O longa Libertad, estreia da diretora espanhola Clara Roquet, chamou atenção em Cannes, em 2021, por ser o único filme da Espanha presente no festival. Levou, também, seis estatuetas do Goya, o prêmio mais importante do cinema espanhol. Rodado na região da Catalunha, que há tempos luta para se tornar um país independente, Libertad traz questões de gênero e classe em uma família que está passando por muitas mudanças, tornando o espaço geográfico um lugar ideal para essa narrativa se desenvolver.
O filme começa com uma cena emblemática: uma mulher abre as cortinas de uma casa, nitidamente de veraneio, enquanto chora.

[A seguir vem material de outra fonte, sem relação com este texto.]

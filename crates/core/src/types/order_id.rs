//! Order identifier parsing.
//!
//! Identifiers follow `PREFIX-NUMBER[-SUFFIX]`, e.g. `ORD-1002-S`. The suffix
//! letter selects the order's [`BehaviorTag`]; the number seeds the details the
//! mock engine varies between orders.
//!
//! Classification never fails. Input without a suffix, or with a letter
//! outside the known set, resolves to [`BehaviorTag::Pending`]. The only way to
//! get [`BehaviorTag::NotFound`] is to ask for it with the `E` suffix, so a
//! typo from the agent never turns into a "no such order" answer.

use core::fmt;

use serde::{Deserialize, Serialize};

use super::status::BehaviorTag;

/// A classified order identifier.
///
/// ```
/// use parcel_desk_core::{BehaviorTag, OrderIdentifier};
///
/// let id = OrderIdentifier::classify("ORD-1002-S");
/// assert_eq!(id.numeric_id(), Some(1002));
/// assert_eq!(id.suffix(), Some('S'));
/// assert_eq!(id.tag(), BehaviorTag::Shipped);
///
/// // Unknown suffixes fall back to pending rather than erroring.
/// assert_eq!(OrderIdentifier::classify("ORD-1004-B").tag(), BehaviorTag::Pending);
/// ```
#[derive(Debug, Clone, PartialEq, Eq, Hash, Serialize, Deserialize)]
pub struct OrderIdentifier {
    raw: String,
    numeric_id: Option<u64>,
    suffix: Option<char>,
    tag: BehaviorTag,
}

impl OrderIdentifier {
    /// Classify a raw identifier string.
    #[must_use]
    pub fn classify(raw: &str) -> Self {
        let (body, suffix) = split_suffix(raw);
        let tag = suffix
            .and_then(BehaviorTag::from_suffix)
            .unwrap_or(BehaviorTag::Pending);
        // Only letters from the known set are kept as a suffix.
        let suffix = suffix
            .map(|c| c.to_ascii_uppercase())
            .filter(|_| tag.suffix().is_some());

        Self {
            raw: raw.to_owned(),
            numeric_id: last_digit_run(body),
            suffix,
            tag,
        }
    }

    /// The identifier exactly as supplied.
    #[must_use]
    pub fn as_str(&self) -> &str {
        &self.raw
    }

    /// Integer portion of the identifier, if any.
    #[must_use]
    pub const fn numeric_id(&self) -> Option<u64> {
        self.numeric_id
    }

    /// Canonical (uppercase) suffix letter, if one from the known set was present.
    #[must_use]
    pub const fn suffix(&self) -> Option<char> {
        self.suffix
    }

    /// Lifecycle state selected by the suffix.
    #[must_use]
    pub const fn tag(&self) -> BehaviorTag {
        self.tag
    }

    /// Stable seed for generated details.
    ///
    /// The numeric id when present, otherwise an FNV-1a hash of the raw text.
    #[must_use]
    pub fn seed(&self) -> u64 {
        self.numeric_id.unwrap_or_else(|| fnv1a(self.raw.as_bytes()))
    }
}

impl fmt::Display for OrderIdentifier {
    fn fmt(&self, f: &mut fmt::Formatter<'_>) -> fmt::Result {
        write!(f, "{}", self.raw)
    }
}

impl From<&str> for OrderIdentifier {
    fn from(raw: &str) -> Self {
        Self::classify(raw)
    }
}

/// Split a trailing `-X` (single ASCII letter) off the identifier.
fn split_suffix(raw: &str) -> (&str, Option<char>) {
    let Some((body, last)) = raw.rsplit_once('-') else {
        return (raw, None);
    };

    let mut chars = last.chars();
    match (chars.next(), chars.next()) {
        (Some(c), None) if c.is_ascii_alphabetic() => (body, Some(c)),
        _ => (raw, None),
    }
}

/// The last run of ASCII digits in `s`, if it fits in a `u64`.
fn last_digit_run(s: &str) -> Option<u64> {
    let reversed: String = s
        .chars()
        .rev()
        .skip_while(|c| !c.is_ascii_digit())
        .take_while(char::is_ascii_digit)
        .collect();
    if reversed.is_empty() {
        return None;
    }
    reversed.chars().rev().collect::<String>().parse().ok()
}

fn fnv1a(bytes: &[u8]) -> u64 {
    const OFFSET: u64 = 0xcbf2_9ce4_8422_2325;
    const PRIME: u64 = 0x0100_0000_01b3;

    bytes
        .iter()
        .fold(OFFSET, |hash, b| (hash ^ u64::from(*b)).wrapping_mul(PRIME))
}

Essa figura é Rosana (Carol Hurtado), a empregada doméstica da família Vidal, uma mulher imigrante, vinda da Colômbia. Rosana cuida da limpeza e da matriarca Ángela (Vicky Peña), que sofre de Alzheimer. Com a casa arrumada, a família começa a chegar e vamos entendendo a situação: a mãe tem lapsos de memória em relação aos filhos e netos, mas nunca esquece de Rosana. É a partir disso que a relação entre as mulheres vivendo temporariamente nesta casa irão se metamorfosear ao longo do filme.

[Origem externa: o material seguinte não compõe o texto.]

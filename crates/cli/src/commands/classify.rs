//! `pd-cli classify`.

use parcel_desk_core::OrderIdentifier;
use serde_json::{Value, json};

use super::{Outcome, print_json};

/// Print the classification of an order id.
///
/// # Errors
///
/// Returns an error if stdout cannot be written.
pub fn show(order_id: &str) -> Result<Outcome, Box<dyn std::error::Error>> {
    print_json(&describe(order_id))?;
    Ok(Outcome::Success)
}

fn describe(order_id: &str) -> Value {
    let id = OrderIdentifier::classify(order_id);
    let profile = id.tag().profile();
    json!({
        "order_id": id.as_str(),
        "numeric_id": id.numeric_id(),
        "suffix": id.suffix().map(String::from),
        "seed": id.seed(),
        "status": id.tag(),
        "label": profile.label,
        "tracking": profile.tracking,
        "terminal": profile.terminal,
        "cancellable": profile.cancellable,
        "returnable": profile.returnable,
    })
}

#[cfg(test)]
#[allow(clippy::indexing_slicing)]
mod tests {
    use super::*;

    #[test]
    fn test_describe_delivered() {
        let info = describe("ORD-1001-D");
        assert_eq!(info["numeric_id"], 1001);
        assert_eq!(info["suffix"], "D");
        assert_eq!(info["status"], "delivered");
        assert_eq!(info["returnable"], true);
        assert_eq!(info["cancellable"], false);
    }

    #[test]
    fn test_describe_unrecognised_id() {
        let info = describe("INVALID-ID");
        assert_eq!(info["numeric_id"], Value::Null);
        assert_eq!(info["status"], "pending");
    }
}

Quem assiste acompanha tudo pelo cotidiano de Nora (Maria Morera), de quinze anos, filha de Teresa e neta de Ángela. O tédio de verão de uma adolescente é chacoalhado pela chegada da filha de Rosana, Libertad (Nicolle García), da mesma idade, que vem da Colômbia após a morte da avó. O nome não é por acaso, pois a adolescente mexe com as estruturas da vida burguesa da adolescente. As duas irão desenvolver uma amizade complexa, com bons diálogos e performances. A interpretação de Nicolle Garcia, em simetria com a de Maria Morera, é o trunfo da diretora porque as questões de classe começam a ser delineadas justamente nas relações de poder que elas começam a perceber nessa altura da vida. Na verdade, para Libertad, as coisas já começaram a acontecer quando sua mãe teve que sair do país quando ela tinha seis anos.
Além de se chamar “liberdade” – aludindo ao substantivo e também ao nome próprio –, o filme traz uma história de amadurecimento com foco nas duas adolescentes, mas que em um plano mais profundo é possível ouvir os ecos de tudo que está acontecendo dentro dessa casa de verão. A diretora vai montando cenas em cada cômodo da casa, assim como fora dela, na cidade, na praia e no barco da família. Em todo lugar de Libertad podemos presenciar a tensão que existe entre pessoas que, cada uma em seu espaço, não estão dispostas a abrir mão de sua individualidade. Apenas Libertad e Nora estão inclinadas a discutir e dividir o espaço. Onde elas podem ir sozinhas? O filme oferece uma visão panorâmica de como relações privadas compõem todo um contexto mais amplo.
Libertad é um filme de observação, onde é possível perceber, em um recorte específico de tempo e espaço, como as relações são interseccionadas e munidas de poder. A resposta de quem pode ir até onde talvez traga o sentido de liberdade.